## Instructions for the task
Reproduce all records word for word.

━━━━━━━━━━━━━━━━━━━━━━━━━━━━━━

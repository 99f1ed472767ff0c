use serde::{Deserialize, Serialize};
use ts_rs::TS;

/// Spend within one budget category
#[derive(Debug, Clone, PartialEq, Serialize, Deserialize, TS)]
pub struct BudgetCategory {
    pub name: String,
    pub allocated: f64,
    pub spent: f64,
}

/// Budget summary for the farm. Success payload of
/// `GET /api/financial/budget`.
#[derive(Debug, Clone, PartialEq, Serialize, Deserialize, TS)]
pub struct BudgetData {
    pub total_budget: f64,
    pub total_spent: f64,
    pub remaining: f64,
    pub currency: Option<String>,
    #[serde(default)]
    pub categories: Vec<BudgetCategory>,
}
use std::{net::SocketAddr, sync::Arc};

use anyhow::Context;
use server::{AppState, app};
use services::services::{
    config::DashboardConfig, dashboard::DashboardService, feed_client::FarmApiClient,
    refresh::DashboardRefreshService,
};
use tracing::info;
use tracing_subscriber::EnvFilter;

#[tokio::main]
async fn main() -> anyhow::Result<()> {
    dotenvy::dotenv().ok();
    tracing_subscriber::fmt()
        .with_env_filter(
            EnvFilter::try_from_default_env().unwrap_or_else(|_| EnvFilter::new("info")),
        )
        .init();

    let config = DashboardConfig::from_env().context("invalid dashboard configuration")?;
    let client = FarmApiClient::new(config.api_base_url.clone(), config.request_timeout)
        .context("failed to build farm api client")?;
    let dashboard = Arc::new(DashboardService::new(client, config.max_recommendations));

    if config.farm_id.trim().is_empty() {
        info!("no farm configured at startup, waiting for a farm context");
    } else {
        dashboard
            .initialize(
                config.farm_id.clone(),
                config.farm_coordinates,
                Vec::new(),
            )
            .await;
    }

    let refresh = DashboardRefreshService::spawn(dashboard.clone(), config.poll_interval);

    let addr: SocketAddr = std::env::var("DASHBOARD_BIND")
        .unwrap_or_else(|_| "127.0.0.1:8080".to_string())
        .parse()
        .context("invalid DASHBOARD_BIND address")?;
    let listener = tokio::net::TcpListener::bind(addr)
        .await
        .with_context(|| format!("failed to bind {addr}"))?;
    info!(%addr, upstream = %config.api_base_url, "farm dashboard server listening");

    let state = AppState { dashboard };
    axum::serve(listener, app(state))
        .await
        .context("server error")?;

    refresh.abort();
    Ok(())
}
pub mod crop;
pub mod crop_health;
pub mod dashboard;
pub mod farm;
pub mod financial;
pub mod recommendation;
pub mod regional;
pub mod satellite;
pub mod task;
pub mod weather;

━━━━━━━━━━━━━━━━━━━━━━━━━━━━━━

## Result of the task
repository 99f1ed472767ff0c
use serde::{Deserialize, Serialize};
use ts_rs::TS;

/// Spend within one budget category
#[derive(Debug, Clone, PartialEq, Serialize, Deserialize, TS)]
pub struct BudgetCategory {
    pub name: String,
    pub allocated: f64,
    pub spent: f64,
}

/// Budget summary for the farm. Success payload of
/// `GET /api/financial/budget`.
#[derive(Debug, Clone, PartialEq, Serialize, Deserialize, TS)]
pub struct BudgetData {
    pub total_budget: f64,
    pub total_spent: f64,
    pub remaining: f64,
    pub currency: Option<String>,
    #[serde(default)]
    pub categories: Vec<BudgetCategory>,
}
use std::{net::SocketAddr, sync::Arc};

use anyhow::Context;
use server::{AppState, app};
use services::services::{
    config::DashboardConfig, dashboard::DashboardService, feed_client::FarmApiClient,
    refresh::DashboardRefreshService,
};
use tracing::info;
use tracing_subscriber::EnvFilter;

#[tokio::main]
async fn main() -> anyhow::Result<()> {
    dotenvy::dotenv().ok();
    tracing_subscriber::fmt()
        .with_env_filter(
            EnvFilter::try_from_default_env().unwrap_or_else(|_| EnvFilter::new("info")),
        )
        .init();

    let config = DashboardConfig::from_env().context("invalid dashboard configuration")?;
    let client = FarmApiClient::new(config.api_base_url.clone(), config.request_timeout)
        .context("failed to build farm api client")?;
    let dashboard = Arc::new(DashboardService::new(client, config.max_recommendations));

    if config.farm_id.trim().is_empty() {
        info!("no farm configured at startup, waiting for a farm context");
    } else {
        dashboard
            .initialize(
                config.farm_id.clone(),
                config.farm_coordinates,
                Vec::new(),
            )
            .await;
    }

    let refresh = DashboardRefreshService::spawn(dashboard.clone(), config.poll_interval);

    let addr: SocketAddr = std::env::var("DASHBOARD_BIND")
        .unwrap_or_else(|_| "127.0.0.1:8080".to_string())
        .parse()
        .context("invalid DASHBOARD_BIND address")?;
    let listener = tokio::net::TcpListener::bind(addr)
        .await
        .with_context(|| format!("failed to bind {addr}"))?;
    info!(%addr, upstream = %config.api_base_url, "farm dashboard server listening");

    let state = AppState { dashboard };
    axum::serve(listener, app(state))
        .await
        .context("server error")?;

    refresh.abort();
    Ok(())
}
pub mod crop;
pub mod crop_health;
pub mod dashboard;
pub mod farm;
pub mod financial;
pub mod recommendation;
pub mod regional;
pub mod satellite;
pub mod task;
pub mod weather;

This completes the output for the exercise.